Our older boys both adjusted well when their younger siblings were born. Our oldest was, by far, the most flexible. He was a little over three, as self-sufficient as a 3-year-old could be, and change didn’t bother him. His little brother was induced, so we knew when it would happen and everyone was adequately prepped and taken care of. Honestly, at that time my largest concern was whether or not my in-laws would remember how much and when to feed the dog.

Our second born was also an easily adapting little boy. He was scheduled, but made his own schedule. If he was tired, he didn’t let little things get in the way of his sleep schedule. If he was hungry, he’d tell you. He preferred his home sleep environment, but other than that he was quite easily adjusted. I had early labor at home with our third for almost 36 hours – and a doctors appointment the morning of his actual delivery – so we knew he was coming. Had their things prepared, were able to brief the grandparents on their needs/wants and I felt confident in our plan.

Both of the older two had no significant reaction after their younger sibling was born. They enjoyed the new addition, adapted well to new schedules and habits.. And neither had any jealousy or resentment. It was a smooth transition.
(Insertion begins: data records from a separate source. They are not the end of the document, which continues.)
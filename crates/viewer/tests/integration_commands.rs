//! Integration tests for the ViewerCommand JSON protocol.
//!
//! Tests the full command pipeline: JSON string -> parse -> execute -> response.

use base64::Engine as _;
use mesh_viewer_lib::command::{execute_json, execute_json_batch};
use mesh_viewer_lib::fixtures;
use mesh_viewer_lib::harness::TestHarness;

fn glb_b64() -> String {
    base64::engine::general_purpose::STANDARD.encode(fixtures::two_mesh_glb())
}

#[test]
fn test_command_load_glb() {
    let mut h = TestHarness::new();
    let json = serde_json::json!({ "command": "load_bytes", "name": "two.glb", "base64": glb_b64() });

    let resp = execute_json(&mut h, &json.to_string()).unwrap();
    assert!(resp.success);
    let data = resp.data.unwrap();
    assert_eq!(data["format"], "glb");
    assert_eq!(data["mesh_count"], 2);
    assert_eq!(data["probed"], false);
}

#[test]
fn test_command_load_ascii_stl_text() {
    let mut h = TestHarness::new();
    let json = serde_json::json!({ "command": "load_bytes", "text": fixtures::ascii_stl() });

    let resp = execute_json(&mut h, &json.to_string()).unwrap();
    assert!(resp.success);
    let data = resp.data.unwrap();
    assert_eq!(data["format"], "stl");
    assert_eq!(data["probed"], true);
    assert_eq!(data["name"], "Untitled");
}

#[test]
fn test_command_load_unsupported_reports_error() {
    let mut h = TestHarness::new();
    let json = serde_json::json!({ "command": "load_bytes", "name": "part.step", "text": "ISO-10303-21;" });

    let resp = execute_json(&mut h, &json.to_string()).unwrap();
    assert!(!resp.success);
    assert!(resp.error.unwrap().contains("unsupported format"));
    assert_eq!(h.mesh_count(), 0);
}

#[test]
fn test_command_inspect_empty() {
    let mut h = TestHarness::new();
    let resp = execute_json(&mut h, r#"{"command": "inspect"}"#).unwrap();
    assert!(resp.success);
    let data = resp.data.unwrap();
    assert_eq!(data["status"]["state"], "empty");
    assert!(data["model"].is_null());
    assert_eq!(data["mesh_count"], 0);
    assert_eq!(data["live_sources"], 0);
}

#[test]
fn test_command_full_workflow_via_json_batch() {
    let mut h = TestHarness::new();
    let load = serde_json::json!({ "command": "load_bytes", "name": "two.glb", "base64": glb_b64() });

    let batch = format!(
        r#"[{load},
            {{"command": "set_wireframe", "enabled": true}},
            {{"command": "set_environment", "environment": "warehouse"}},
            {{"command": "set_clip_enabled", "enabled": true}},
            {{"command": "set_clip_axis", "axis": "y"}},
            {{"command": "set_clip_offset", "offset": -9.0}},
            {{"command": "inspect"}}]"#
    );
    let resps = execute_json_batch(&mut h, &batch).unwrap();
    assert_eq!(resps.len(), 7);
    assert!(resps.iter().all(|r| r.success), "{resps:?}");
    assert_eq!(resps[5].data.as_ref().unwrap()["offset"], -5.0);

    let inspect = resps[6].data.as_ref().unwrap();
    assert_eq!(inspect["status"]["state"], "ready");
    assert_eq!(inspect["controls"]["wireframe"], true);
    assert_eq!(inspect["controls"]["environment"], "warehouse");
    assert_eq!(inspect["controls"]["clip_axis"], "y");
    for mesh in inspect["meshes"].as_array().unwrap() {
        assert_eq!(mesh["wireframe"], true);
        assert_eq!(mesh["clip_planes"], 1);
    }
}

#[test]
fn test_command_highlight_then_clear() {
    let mut h = TestHarness::new();
    let load = serde_json::json!({ "command": "load_bytes", "name": "two.glb", "base64": glb_b64() });

    let batch = format!(
        r#"[{load},
            {{"command": "set_highlight_enabled", "enabled": true}},
            {{"command": "click", "x": 560, "y": 280}},
            {{"command": "click", "x": 4, "y": 4}},
            {{"command": "clear_model"}},
            {{"command": "inspect"}}]"#
    );
    let resps = execute_json_batch(&mut h, &batch).unwrap();
    assert!(resps.iter().all(|r| r.success));
    assert_eq!(resps[2].data.as_ref().unwrap()["outcome"], "selected");
    assert_eq!(resps[3].data.as_ref().unwrap()["outcome"], "miss");

    let inspect = resps[5].data.as_ref().unwrap();
    assert_eq!(inspect["status"]["state"], "empty");
    assert!(inspect["selection"].is_null());
    assert_eq!(inspect["live_sources"], 0);
    // Toggles outlive the model
    assert_eq!(inspect["controls"]["highlight_enabled"], true);
}

#[test]
fn test_command_unknown_rejected() {
    let mut h = TestHarness::new();
    assert!(execute_json(&mut h, r#"{"command": "explode"}"#).is_err());
    assert!(execute_json_batch(&mut h, r#"[{"command": "inspect"}, {"command": 3}]"#).is_err());
}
Now here we are, attempting to prepare for the delivery of baby number four – and realizing things are much more complicated. Two of our kids in school during the week. There are now three of them.. But most of all, the complexities of our youngest make this process very hard to plan.

As I’ve mentioned, our toddler has some pretty significant physical, but mostly developmental, delays and disabilities. Some have specific labels attached to them (Sensory Processing Disorder, Speech Delay, Hypotonia) and others are yet to be labeled as their underlying cause is unknown. This had brought new priorities to the way we prepare for this arrival.

He doesn’t communicate well. The average person only understands about 30% of what he says. He doesn’t deal with change well.. At all. He requires structure. He has severe anxiety, especially around people and situations that are new to him – he also has sensitivities to noise and touch. When his anxiety kicks in, he simply shuts down. He’ll stand there and stare off into nowhere while his little body trembles and shakes. Then he covers his eyes and ears and eventually begins to scream in a panic. He also gets physically exhausted quickly resulting in muscle weakness – he will require constant supervision to prevent falls and injury in these situations.. and may need held or carried.

His routine must be followed completely or it will fail. Bedtime must be completed the same way every time. He even has a routine for the way his diapers get changed. He doesn’t do loud noise or busy environments well.. This means taking him out shopping or to a restaurant isn’t an option without one of us present to know how to counter-react to his stresses. And, food. His Sensory Processing Disorder has had the biggest impact on the food front. He is VERY particular about what he will eat, and fighting him or trying to force him to eat something will not go over well.

Finding someone capable of caring for him – someone he is comfortable with and someone who understands him – is proving very difficult. Until a month ago, he only ever let two people besides my husband and myself hold him.. They are close friends and don’t push his boundaries. He’s recently added one grandparent to that equation.. But it took a lot of work.

Our work with him doesn’t stop at just finding a solution for when our newest baby is actually born, but we need to also consider the process of adjusting after baby is born. When the routine changes. The schedules don’t align. Mommy and daddy must be shared with a new attention stealer. The loud noise of baby cries. Another car seat in the car. It will impact every single one of his very rigid specifications. Well, except for the food aspect.. At least we’ve got that on our side! (As long as I make sure my pantry and fridge are well stocked..)

To say I’m getting nervous about adapting a special needs child to the changes of a new sibling and the process of that new sibling arriving is an understatement. An entirely different process than I’m used to. We got ourselves so accustomed to the way things are for him now.. I’m scared I won’t be able to accommodate things properly. That somehow this will cause a regression for him.

We’ve bought him a baby, we’re talking through everything with him, he knows which items in the house are for new baby and which items are for him to play with.. We read him books about becoming a big brother and having new babies in the house.. But I’m well aware of the impact the new and unknown has on him – and perhaps I am preparing (… Or trying to prepare..) for the worst.